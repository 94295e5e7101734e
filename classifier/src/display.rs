//! Derivations that turn classified state changes into the labels
//! shown on a transaction confirmation screen.

use {
  core::fmt::{Display, Formatter},
  num_bigint::{BigInt, BigUint},
  num_traits::{Num, Signed, Zero},
  serde::Serialize,
  txsim_primitives::{
    is_native_asset_address,
    Amount,
    AmountChange,
    AmountError,
    Asset,
    EvmChange,
    EvmStateChange,
    SignedDiff,
    SolStakeAuthorityChangeData,
    SvmChange,
    SvmStateChange,
  },
};

/// Fractional digits kept when formatting amounts.
pub const DISPLAY_PRECISION: usize = 6;

#[derive(Debug, Clone, Copy, PartialEq, Eq, Hash, Serialize)]
pub enum TransferDirection {
  Send,
  Receive,
}

impl TransferDirection {
  /// Positive deltas are incoming funds, everything else
  /// (including zero) is shown as outgoing.
  pub fn from_delta(delta: &BigInt) -> Self {
    if delta.is_positive() {
      Self::Receive
    } else {
      Self::Send
    }
  }

  pub fn from_diff(diff: &SignedDiff) -> Self {
    if diff.is_decrease() {
      Self::Send
    } else {
      Self::Receive
    }
  }

  pub fn sign(&self) -> char {
    match self {
      Self::Send => '-',
      Self::Receive => '+',
    }
  }
}

impl Display for TransferDirection {
  fn fmt(&self, f: &mut Formatter<'_>) -> core::fmt::Result {
    f.write_str(match self {
      Self::Send => "Send",
      Self::Receive => "Receive",
    })
  }
}

/// Renders an integer amount in the smallest unit as a decimal
/// number with `decimals` applied.
///
/// At most [`DISPLAY_PRECISION`] fractional digits are kept
/// (truncated, not rounded), trailing zeros are trimmed and the
/// symbol is appended when not empty.
pub fn format_units(amount: &BigUint, decimals: u32, symbol: &str) -> String {
  let digits = amount.to_string();
  let decimals = decimals as usize;
  let split = digits.len().saturating_sub(decimals);

  // leading zeros are generated lazily, `decimals` comes from the
  // provider and is not bounded
  let fraction: String = core::iter::repeat('0')
    .take(decimals.saturating_sub(digits.len()))
    .chain(digits[split..].chars())
    .take(DISPLAY_PRECISION)
    .collect();
  let fraction = fraction.trim_end_matches('0');

  let mut output = match &digits[..split] {
    "" => String::from("0"),
    whole => whole.to_string(),
  };
  if !fraction.is_empty() {
    output.push('.');
    output.push_str(fraction);
  }
  if !symbol.is_empty() {
    output.push(' ');
    output.push_str(symbol);
  }
  output
}

/// Shortens an address to its first six and last four characters.
pub fn reduce_address(address: &str) -> String {
  let chars: Vec<char> = address.chars().collect();
  if chars.len() <= 10 {
    return address.to_string();
  }
  let head: String = chars[..6].iter().collect();
  let tail: String = chars[chars.len() - 4..].iter().collect();
  format!("{head}...{tail}")
}

pub fn verification_label(asset: &Asset) -> String {
  if !asset.verified {
    "This token is unverified".into()
  } else if !asset.lists.is_empty() {
    format!("This token is verified on {} lists", asset.lists.len())
  } else {
    "This token is verified".into()
  }
}

/// Token ids arrive either as decimal or as 0x prefixed hex,
/// they are always displayed in decimal.
fn token_id_number(token_id: &str) -> Option<BigUint> {
  match token_id.strip_prefix("0x") {
    Some(hex) => BigUint::from_str_radix(hex, 16).ok(),
    None => token_id.parse().ok(),
  }
}

/// Collection name followed by the token id, unless the name
/// already mentions it.
pub fn nft_label(name: &str, token_id: &str) -> String {
  let id = match token_id_number(token_id) {
    Some(id) => id.to_string(),
    None if token_id.is_empty() => return name.to_string(),
    None => token_id.to_string(),
  };

  if name.contains(&id) {
    name.to_string()
  } else {
    format!("{name} #{id}")
  }
}

/// Formats one side of an allowance change.
///
/// Amounts at or above the provider's unlimited sentinel, and any
/// non-zero amount of an approval-for-all, display as unlimited.
pub fn allowance_label(
  amount: &Amount,
  decimals: u32,
  symbol: &str,
  approval_for_all: bool,
) -> Result<String, AmountError> {
  let value = amount.value()?;
  if amount.is_unlimited()? || (approval_for_all && !value.is_zero()) {
    return Ok(format!("Unlimited {symbol}").trim_end().to_string());
  }
  Ok(format_units(&value, decimals, symbol))
}

#[derive(Debug, Clone, Copy, PartialEq, Eq, Hash, Serialize)]
pub enum StakeRole {
  Staker,
  Withdrawer,
}

impl Display for StakeRole {
  fn fmt(&self, f: &mut Formatter<'_>) -> core::fmt::Result {
    write!(f, "{self:?}")
  }
}

#[derive(Debug, Clone, PartialEq, Eq, Serialize)]
pub struct RoleChange {
  pub role: StakeRole,
  pub from: String,
  pub to: String,
}

/// Authorities of a stake account that are reassigned.
pub fn stake_role_changes(
  data: &SolStakeAuthorityChangeData,
) -> Vec<RoleChange> {
  let (curr, future) = (&data.curr_authorities, &data.future_authorities);
  [
    (StakeRole::Staker, &curr.staker, &future.staker),
    (StakeRole::Withdrawer, &curr.withdrawer, &future.withdrawer),
  ]
  .into_iter()
  .filter(|(_, from, to)| from != to)
  .map(|(role, from, to)| RoleChange {
    role,
    from: from.clone(),
    to: to.clone(),
  })
  .collect()
}

#[derive(Debug, Clone, PartialEq, Eq, Serialize)]
#[serde(rename_all = "camelCase")]
pub struct TransferView {
  pub direction: TransferDirection,

  /// Absolute amount with symbol, or the NFT label.
  pub amount: String,
  pub verification: Option<String>,

  /// Token contract or mint to link to, `None` for native assets.
  pub contract: Option<String>,
}

#[derive(Debug, Clone, PartialEq, Eq, Serialize)]
#[serde(rename_all = "camelCase")]
pub struct ApprovalView {
  pub spender: String,
  pub before: Option<String>,
  pub after: String,
}

#[derive(Debug, Clone, PartialEq, Eq, Serialize)]
#[serde(rename_all = "camelCase")]
pub struct StakeAuthorityView {
  pub stake_account: String,
  pub staked: String,
  pub changes: Vec<RoleChange>,
}

/// Display model of a single classified state change.
#[derive(Debug, Clone, PartialEq, Eq, Serialize)]
#[serde(tag = "type", rename_all = "camelCase")]
pub enum ChangeView {
  Transfer(TransferView),
  Approval(ApprovalView),
  StakeAuthorityChange(StakeAuthorityView),
}

/// Produces the display model of a state change.
pub trait Describe {
  /// `Ok(None)` for unrecognized records, errors only when a
  /// payload amount is not a valid integer.
  fn describe(&self) -> Result<Option<ChangeView>, AmountError>;
}

fn fungible_transfer(
  amount: &AmountChange,
  asset: &Asset,
) -> Result<ChangeView, AmountError> {
  let delta = amount.delta()?;
  Ok(ChangeView::Transfer(TransferView {
    direction: TransferDirection::from_delta(&delta),
    amount: format_units(delta.magnitude(), asset.decimals, &asset.symbol),
    verification: Some(verification_label(asset)),
    contract: (!is_native_asset_address(&asset.address))
      .then(|| asset.address.clone()),
  }))
}

fn nft_transfer(
  amount: &AmountChange,
  contract: &str,
  name: &str,
  token_id: Option<&str>,
) -> Result<ChangeView, AmountError> {
  let (before, after) = (amount.before.value()?, amount.after.value()?);
  let direction = if after > before {
    TransferDirection::Receive
  } else {
    TransferDirection::Send
  };

  let name = if name.is_empty() { "???" } else { name };
  let label = match token_id.filter(|id| !id.is_empty()) {
    Some(id) => nft_label(name, id),
    None => format_units(amount.delta()?.magnitude(), 0, name),
  };

  Ok(ChangeView::Transfer(TransferView {
    direction,
    amount: label,
    verification: None,
    contract: (!contract.is_empty()).then(|| contract.to_string()),
  }))
}

fn allowance(
  amount: &AmountChange,
  spender: &str,
  decimals: u32,
  symbol: &str,
  approval_for_all: bool,
) -> Result<ChangeView, AmountError> {
  Ok(ChangeView::Approval(ApprovalView {
    spender: reduce_address(spender),
    before: Some(allowance_label(
      &amount.before,
      decimals,
      symbol,
      approval_for_all,
    )?),
    after: allowance_label(&amount.after, decimals, symbol, approval_for_all)?,
  }))
}

impl Describe for EvmStateChange {
  fn describe(&self) -> Result<Option<ChangeView>, AmountError> {
    Ok(Some(match &self.change {
      EvmChange::Erc20Transfer(d) => fungible_transfer(&d.amount, &d.asset)?,
      EvmChange::NativeAssetTransfer(d) => {
        fungible_transfer(&d.amount, &d.asset)?
      }
      EvmChange::Erc721Transfer(d) => nft_transfer(
        &d.amount,
        &d.contract.address,
        &d.name,
        d.token_id.as_deref(),
      )?,
      EvmChange::Erc1155Transfer(d) => nft_transfer(
        &d.amount,
        &d.contract.address,
        &d.name,
        d.token_id.as_deref(),
      )?,
      EvmChange::Erc20Approval(d) => allowance(
        &d.amount,
        &d.spender.address,
        d.asset.decimals,
        &d.asset.symbol,
        false,
      )?,
      EvmChange::Erc721Approval(d) => {
        allowance(&d.amount, &d.spender.address, 0, &d.symbol, false)?
      }
      EvmChange::Erc721ApprovalForAll(d) => {
        allowance(&d.amount, &d.spender.address, 0, &d.symbol, true)?
      }
      EvmChange::Erc1155ApprovalForAll(d) => {
        allowance(&d.amount, &d.spender.address, 0, "", true)?
      }
      EvmChange::Unrecognized => return Ok(None),
    }))
  }
}

impl Describe for SvmStateChange {
  fn describe(&self) -> Result<Option<ChangeView>, AmountError> {
    Ok(Some(match &self.change {
      SvmChange::SolTransfer(d) => ChangeView::Transfer(TransferView {
        direction: TransferDirection::from_diff(&d.diff),
        amount: format_units(&d.diff.digits.into(), d.decimals, &d.symbol),
        verification: Some("This token is verified".into()),
        contract: None,
      }),
      SvmChange::SplTransfer(d) => ChangeView::Transfer(TransferView {
        direction: TransferDirection::from_diff(&d.diff),
        amount: if d.is_nft() {
          d.name.clone()
        } else {
          format_units(&d.diff.digits.into(), d.decimals, &d.symbol)
        },
        // requires a token registry lookup
        verification: None,
        contract: Some(d.mint.clone()),
      }),
      SvmChange::SplApproval(d) => ChangeView::Approval(ApprovalView {
        spender: reduce_address(&d.delegate),
        before: None,
        after: format_units(&d.diff.digits.into(), d.decimals, &d.symbol),
      }),
      SvmChange::SolStakeAuthorityChange(d) => {
        ChangeView::StakeAuthorityChange(StakeAuthorityView {
          stake_account: d.stake_account.clone(),
          staked: format_units(&d.sol_staked.into(), d.decimals, &d.symbol),
          changes: stake_role_changes(d),
        })
      }
      SvmChange::Unrecognized => return Ok(None),
    }))
  }
}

◆ TASK GOAL: Whenever a line in the data above contains the word "TransferView", include it in the tally, and report only the final number.

◆ RESULT BELOW: 6